FDA Adverse Event Other Summary report: N

SEVEN CONTINUOUS GLUCOSE MONITORING SENSOR

MDR report key: 1657815 · Received April 6, 2010

Report

Report Number
3004753838-2010-00082
Event Type
Other
Date Received
April 6, 2010
Date of Event
March 24, 2010
Report Date
March 29, 2010
Manufacturer
DEXCOM, INC.
Product Code
MDS
PMA / PMN Number
P050012
Product Problem
Yes
Report Source
Manufacturer report
Reporter Occupation
PHYSICIAN

Narratives

Additional Manufacturer Narrative · 1

DEXCOM, INC. AND FDA AGREED DURING A FACILITY INSPECTION THAT ANY POSSIBLE BROKEN SENSOR WIRE WAS A REPORTABLE EVENT, EVEN IN THE ABSENCE OF ANY EVIDENCE OF PHYSICAL HARM OR NECESSITY FOR INTERVENTION. PT'S MOTHER WAS ADVISED, PER SCRIPT, THAT IN THE RARE INSTANCES WHEN A BROKEN SENSOR HAS OCCURRED IN THE PAST, CONSULTING PHYSICIANS AND SURGEONS HAVE RECOMMENDED NOT TO REMOVE THE WIRE FRAGMENT AS LONG AS THERE ARE NOT SIGNS OR SYMPTOMS OF INFECTION OR INFLAMMATION. IN THE EVENT THAT SIGNS OR SYMPTOMS OF INFECTION OR INFLAMMATION ARISE, SUCH AS REDNESS, SWELLING, OR PAIN, PT'S MOTHER WAS ADVISED TO CONSULT THE PRESCRIBING PHYSICIAN. PT'S MOTHER WAS FURTHER ADVISED THAT IF THERE WAS NO PORTION OF THE BROKEN WIRE FRAGMENT VISIBLE ABOVE THE SKIN, ATTEMPTS TO REMOVE THE WIRE FRAGMENT WITHOUT MEDICAL GUIDANCE WERE NOT ADVISED.

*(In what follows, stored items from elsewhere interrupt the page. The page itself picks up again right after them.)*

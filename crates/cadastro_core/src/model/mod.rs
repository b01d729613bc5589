//! Domain model for the registration book.
//!
//! # Responsibility
//! - Define the canonical record persisted to the durable slot.
//! - Keep at-rest invariants enforceable before any write.
//!
//! # Invariants
//! - Records are identified by their position in the stored sequence; there
//!   is no stable per-record ID and duplicates are permitted.

pub mod user;
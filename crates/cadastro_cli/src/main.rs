//! Interactive registration book binary.
//!
//! # Responsibility
//! - Parse startup flags, bootstrap logging and storage.
//! - Run the synchronous command loop over stdin/stdout.
//!
//! # Invariants
//! - Every command runs to completion before the next line is read; there is
//!   no concurrent access to the store or the durable slot.

use cadastro_core::db::open_db;
use cadastro_core::{RegistrationService, SqliteSlotRepository, UserStore};
use clap::Parser;
use std::io::{self, BufRead, Write};
use std::path::PathBuf;

mod app;
mod table;

use app::{parse_command, App, Step};

/// Command-line flags for the interactive registration book.
#[derive(Debug, Parser)]
#[command(name = "cadastro", version, about = "Cadastro de usuários interativo")]
struct Args {
    /// SQLite database file holding the durable slots.
    #[arg(long, default_value = "cadastro.sqlite3")]
    db: PathBuf,

    /// Absolute directory for rolling log files; file logging is off when
    /// omitted.
    #[arg(long)]
    log_dir: Option<String>,

    /// Log level: trace|debug|info|warn|error. Defaults by build mode.
    #[arg(long)]
    log_level: Option<String>,
}

fn main() {
    let args = Args::parse();

    if let Some(log_dir) = args.log_dir.as_deref() {
        let level = args
            .log_level
            .as_deref()
            .unwrap_or_else(|| cadastro_core::default_log_level());
        if let Err(err) = cadastro_core::init_logging(level, log_dir) {
            eprintln!("aviso: logging desativado: {err}");
        }
    }

    let conn = match open_db(&args.db) {
        Ok(conn) => conn,
        Err(err) => {
            eprintln!(
                "erro: não foi possível abrir `{}`: {err}",
                args.db.display()
            );
            std::process::exit(1);
        }
    };

    let repo = match SqliteSlotRepository::try_new(&conn) {
        Ok(repo) => repo,
        Err(err) => {
            eprintln!("erro: banco de dados inválido: {err}");
            std::process::exit(1);
        }
    };

    let mut app = App::new(RegistrationService::new(UserStore::new(repo)));
    let count = app.hydrate();

    println!("Cadastro de Usuários — {count} registro(s) carregado(s).");
    println!("digite `ajuda` para ver os comandos.");

    let stdin = io::stdin();
    let mut lines = stdin.lock().lines();
    loop {
        print!("> ");
        let _ = io::stdout().flush();

        let Some(Ok(line)) = lines.next() else {
            break;
        };
        if line.trim().is_empty() {
            continue;
        }

        match parse_command(&line) {
            Ok(command) => match app.handle(command) {
                Step::Continue(text) => println!("{text}"),
                Step::Quit => break,
            },
            Err(message) => println!("{message}"),
        }
    }
}
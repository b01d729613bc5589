//! Core domain logic for Cadastro, a single-user registration book.
//! This crate is the single source of truth for business invariants.

pub mod db;
pub mod logging;
pub mod model;
pub mod repo;
pub mod search;
pub mod service;
pub mod store;

pub use logging::{default_log_level, init_logging, logging_status};
pub use model::user::{AgeBand, RecordValidationError, UserRecord};
pub use repo::slot_repo::{RepoError, RepoResult, SlotRepository, SqliteSlotRepository};
pub use search::filter::{filter_by_first_name, NameMatch};
pub use service::registration::{
    parse_form, FormError, NumericField, RegistrationForm, RegistrationService, SubmitError,
    SubmitOutcome,
};
pub use store::user_store::{StoreError, StoreResult, UserStore, USERS_SLOT_KEY};

/// Returns the core crate version.
pub fn core_version() -> &'static str {
    env!("CARGO_PKG_VERSION")
}

#[cfg(test)]
mod tests {
    use super::core_version;

    #[test]
    fn version_is_not_empty() {
        assert!(!core_version().is_empty());
    }
}
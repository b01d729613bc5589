use cadastro_core::db::open_db_in_memory;
use cadastro_core::{
    parse_form, AgeBand, FormError, NumericField, RegistrationForm, RegistrationService,
    SlotRepository, SqliteSlotRepository, StoreError, SubmitError, SubmitOutcome, UserRecord,
    UserStore, USERS_SLOT_KEY,
};

fn form(first_name: &str, last_name: &str, age: &str, order_count: &str) -> RegistrationForm {
    RegistrationForm {
        first_name: first_name.to_string(),
        last_name: last_name.to_string(),
        age: age.to_string(),
        order_count: order_count.to_string(),
    }
}

#[test]
fn parse_form_trims_names_and_coerces_numbers() {
    let record = parse_form(&form(" Ana ", " Silva ", " 30 ", "2")).unwrap();

    assert_eq!(record, UserRecord::with_orders("Ana", "Silva", 30, 2));
}

#[test]
fn any_empty_field_is_reported_as_missing_fields() {
    let cases = [
        form("", "Silva", "30", "2"),
        form("Ana", "   ", "30", "2"),
        form("Ana", "Silva", "", "2"),
        form("Ana", "Silva", "30", ""),
    ];

    for case in cases {
        assert_eq!(parse_form(&case).unwrap_err(), FormError::MissingFields);
    }
}

#[test]
fn missing_fields_wins_over_numeric_errors() {
    let err = parse_form(&form("", "Silva", "abc", "2")).unwrap_err();
    assert_eq!(err, FormError::MissingFields);
}

#[test]
fn non_positive_or_unparseable_age_is_rejected() {
    for age in ["abc", "0", "-3", "3.5"] {
        assert_eq!(
            parse_form(&form("Ana", "Silva", age, "2")).unwrap_err(),
            FormError::InvalidNumber(NumericField::Age)
        );
    }
}

#[test]
fn negative_or_unparseable_order_count_is_rejected_but_zero_is_allowed() {
    for orders in ["x", "-1", "2.5"] {
        assert_eq!(
            parse_form(&form("Ana", "Silva", "30", orders)).unwrap_err(),
            FormError::InvalidNumber(NumericField::OrderCount)
        );
    }

    let record = parse_form(&form("Ana", "Silva", "30", "0")).unwrap();
    assert_eq!(record.order_count, Some(0));
}

#[test]
fn submit_appends_without_marker_and_updates_with_marker() {
    let conn = open_db_in_memory().unwrap();
    let store = UserStore::new(SqliteSlotRepository::try_new(&conn).unwrap());
    let mut service = RegistrationService::new(store);

    let outcome = service.submit(&form("Ana", "Silva", "30", "2"), None).unwrap();
    assert_eq!(outcome, SubmitOutcome::Added);
    assert_eq!(service.records().len(), 1);

    let outcome = service
        .submit(&form("Ana", "Silva", "31", "3"), Some(0))
        .unwrap();
    assert_eq!(outcome, SubmitOutcome::Updated { position: 0 });
    assert_eq!(service.records().len(), 1);
    assert_eq!(service.get(0).unwrap().age, 31);
}

#[test]
fn rejected_form_leaves_sequence_untouched() {
    let conn = open_db_in_memory().unwrap();
    let store = UserStore::new(SqliteSlotRepository::try_new(&conn).unwrap());
    let mut service = RegistrationService::new(store);

    let err = service
        .submit(&form("Ana", "Silva", "30", ""), None)
        .unwrap_err();

    assert!(matches!(err, SubmitError::Form(FormError::MissingFields)));
    assert!(service.records().is_empty());
}

#[test]
fn submit_with_stale_marker_fails_with_index_out_of_range() {
    let conn = open_db_in_memory().unwrap();
    let store = UserStore::new(SqliteSlotRepository::try_new(&conn).unwrap());
    let mut service = RegistrationService::new(store);

    let err = service
        .submit(&form("Ana", "Silva", "30", "2"), Some(7))
        .unwrap_err();

    assert!(matches!(
        err,
        SubmitError::Store(StoreError::IndexOutOfRange { index: 7, len: 0 })
    ));
}

#[test]
fn registration_lifecycle_add_edit_remove() {
    let conn = open_db_in_memory().unwrap();
    let store = UserStore::new(SqliteSlotRepository::try_new(&conn).unwrap());
    let mut service = RegistrationService::new(store);

    service.submit(&form("Ana", "Silva", "30", "2"), None).unwrap();
    assert_eq!(service.records().len(), 1);
    assert_eq!(service.get(0).unwrap().age_band(), AgeBand::Adult);

    service
        .submit(&form("Ana", "Silva", "10", "2"), Some(0))
        .unwrap();
    assert_eq!(service.records().len(), 1);
    assert_eq!(service.get(0).unwrap().age_band(), AgeBand::Minor);

    service.remove(0).unwrap();
    assert!(service.records().is_empty());

    let reader = SqliteSlotRepository::try_new(&conn).unwrap();
    assert_eq!(reader.read_slot(USERS_SLOT_KEY).unwrap(), None);
}
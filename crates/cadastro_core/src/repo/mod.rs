//! Repository layer abstractions and persistence implementations.
//!
//! # Responsibility
//! - Define the durable-slot data access contract.
//! - Isolate SQLite query details from store/service orchestration.
//!
//! # Invariants
//! - Repository implementations refuse connections whose schema is missing
//!   or stale instead of failing lazily mid-operation.

pub mod slot_repo;
//! Record store: the in-memory user sequence and its durable mirror.
//!
//! # Responsibility
//! - Own the ordered sequence of registered users.
//! - Mirror the full sequence to the durable slot after every mutation.
//!
//! # Invariants
//! - Mutations preserve insertion order; removal closes the gap it leaves.
//! - The slot payload is always the JSON encoding of the full sequence.

pub mod user_store;
//! Flora client: configuration, single-operation execution and batch dispatch.
//!
//! Implementation details are split into submodules under `src/client/`.

pub mod builder;
pub mod core;
pub mod dispatch;

pub use builder::FloraClientBuilder;
pub use core::FloraClient;
pub use dispatch::PendingOperation;
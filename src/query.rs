//! Deterministic `application/x-www-form-urlencoded` serialization.
//!
//! Keys are emitted in ascending order. Scalars encode as their text form,
//! booleans as `1`/`0`, `null` is omitted, arrays and objects expand to
//! bracketed keys (`tags[0]=a`, `author[id]=1`).
//!
//! Escaping matches PHP's `http_build_query`: only `-`, `_` and `.` stay
//! literal, so `*` is sent as `%2A` (the WHATWG form serializer leaves it bare).

use std::collections::BTreeMap;

use serde_json::Value;
use url::form_urlencoded::Serializer;

/// Parameter map in wire order.
pub type Params = BTreeMap<String, Value>;

/// Encode parameters as a form-urlencoded string.
pub fn build_query(params: &Params) -> String {
    let mut serializer = Serializer::new(String::new());
    for (key, value) in params {
        append_value(&mut serializer, key, value);
    }
    serializer.finish().replace('*', "%2A")
}

fn append_value(serializer: &mut Serializer<'_, String>, key: &str, value: &Value) {
    match value {
        Value::Null => {}
        Value::Bool(b) => {
            serializer.append_pair(key, if *b { "1" } else { "0" });
        }
        Value::Number(n) => {
            serializer.append_pair(key, &n.to_string());
        }
        Value::String(s) => {
            serializer.append_pair(key, s);
        }
        Value::Array(items) => {
            for (i, item) in items.iter().enumerate() {
                append_value(serializer, &format!("{key}[{i}]"), item);
            }
        }
        Value::Object(map) => {
            for (name, item) in map {
                append_value(serializer, &format!("{key}[{name}]"), item);
            }
        }
    }
}

/// Whether a value counts as present for body selection (`data` handling).
pub(crate) fn is_empty_value(value: &Value) -> bool {
    match value {
        Value::Null => true,
        Value::Bool(b) => !b,
        Value::String(s) => s.is_empty() || s == "0",
        Value::Array(items) => items.is_empty(),
        Value::Object(map) => map.is_empty(),
        Value::Number(n) => n.as_f64() == Some(0.0),
    }
}
//! Client-lifetime configuration shared by every operation.

use std::fmt;
use std::sync::Arc;
use std::time::Duration;

use serde_json::Value;
use url::Url;

use crate::auth::AuthProvider;
use crate::env::{Clock, Environment, ProcessEnvironment, SystemClock};
use crate::query::Params;
use crate::{Error, ErrorContext, Result};

/// Transport timeout used when neither the builder nor the environment sets one.
pub const DEFAULT_TIMEOUT_SECS: u64 = 30;

/// Parameter names that always travel in the query string.
pub const DEFAULT_FORCE_GET_PARAMS: &[&str] = &["client_id", "action", "access_token"];

/// Immutable for the duration of an operation; clients replace it copy-on-write.
#[derive(Clone)]
pub struct ClientConfig {
    pub base_uri: Url,
    pub auth_provider: Option<Arc<dyn AuthProvider>>,
    /// Merged underneath per-operation parameters.
    pub default_params: Params,
    pub force_get_params: Vec<String>,
    pub timeout: Duration,
    pub clock: Arc<dyn Clock>,
    pub environment: Arc<dyn Environment>,
}

impl ClientConfig {
    pub fn new(base_uri: &str) -> Result<Self> {
        let base_uri = Url::parse(base_uri).map_err(|e| {
            Error::implementation_with_context(
                "Invalid base URI",
                ErrorContext::new()
                    .with_field_path("base_uri")
                    .with_details(format!("{base_uri}: {e}"))
                    .with_source("config"),
            )
        })?;
        if base_uri.cannot_be_a_base() {
            return Err(Error::implementation_with_context(
                "Invalid base URI",
                ErrorContext::new()
                    .with_field_path("base_uri")
                    .with_details(format!("{base_uri} cannot carry a path"))
                    .with_source("config"),
            ));
        }

        Ok(Self {
            base_uri,
            auth_provider: None,
            default_params: Params::new(),
            force_get_params: DEFAULT_FORCE_GET_PARAMS
                .iter()
                .map(|s| s.to_string())
                .collect(),
            timeout: Duration::from_secs(timeout_from_env().unwrap_or(DEFAULT_TIMEOUT_SECS)),
            clock: Arc::new(SystemClock),
            environment: Arc::new(ProcessEnvironment),
        })
    }

    pub fn with_default_param(mut self, key: impl Into<String>, value: impl Into<Value>) -> Self {
        self.default_params.insert(key.into(), value.into());
        self
    }
}

/// `FLORA_HTTP_TIMEOUT_SECS`, when set to a positive integer.
fn timeout_from_env() -> Option<u64> {
    std::env::var("FLORA_HTTP_TIMEOUT_SECS")
        .ok()
        .and_then(|s| s.parse::<u64>().ok())
        .filter(|secs| *secs > 0)
}

impl fmt::Debug for ClientConfig {
    fn fmt(&self, f: &mut fmt::Formatter<'_>) -> fmt::Result {
        f.debug_struct("ClientConfig")
            .field("base_uri", &self.base_uri.as_str())
            .field("auth_provider", &self.auth_provider.is_some())
            .field("default_params", &self.default_params)
            .field("force_get_params", &self.force_get_params)
            .field("timeout", &self.timeout)
            .finish()
    }
}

Description of Event or Problem · 1

A PHYSICIAN AT A CHILDREN'S HOSPITAL SENT AN E-MAIL REPORTING THAT A PEDIATRIC PT OF HIS HAD BORROWED A DEXCOM SYSTEM AND EXPERIENCED A POSSIBLE BROKEN SENSOR WIRE. THE PT'S MOTHER WAS CONTACTED BY DEXCOM TECHNICAL SUPPORT ON (B)(6), 2010, PT'S MOTHER STATED THAT HER SON IS NOT DIABETIC, BUT EXPERIENCES SEVERE SUGAR FLUCTUATIONS. PT'S MOTHER REPORTED THAT HER SON WAS AGITATED ON THE THIRD NIGHT OF SENSOR WEAR AND WAS SCRATCHING AT THE INSERTION SITE. PT PULLED THE SENSOR OFF COMPLETELY AND HIS MOTHER NOTICED THAT THE PROXIMAL END OF THE SENSOR WIRE AS MUCH SHORTER THAN NORMAL. PT'S MOTHER BELIEVES THE DISTAL END WAS RETAINED UNDER PT'S SKIN. PT'S MOTHER STATED THAT THE INSERTION SITE HAD A DIME-SIZE SCAB AND WAS HOT AND SWOLLEN. THE SITE REMAINED HOT AND HAD SPASMS, CAUSING THE PT "GREAT DISCOMFORT". THE INSERTION SITE HAD RETURNED TO NORMAL AFTER 3-4 DAYS, PRIOR TO THE TIME DEXCOM TECHNICAL SUPPORT MADE CONTACT WITH PT'S MOTHER.

Devices

Seq Brand Generic Product Code Manufacturer Model Lot UDI-DI
1 SEVEN CONTINUOUS GLUCOSE MONITORING SENSOR MDS DEXCOM, INC. 9500-03

Patients

Seq Age Sex Outcome Treatment
1 4 YR Other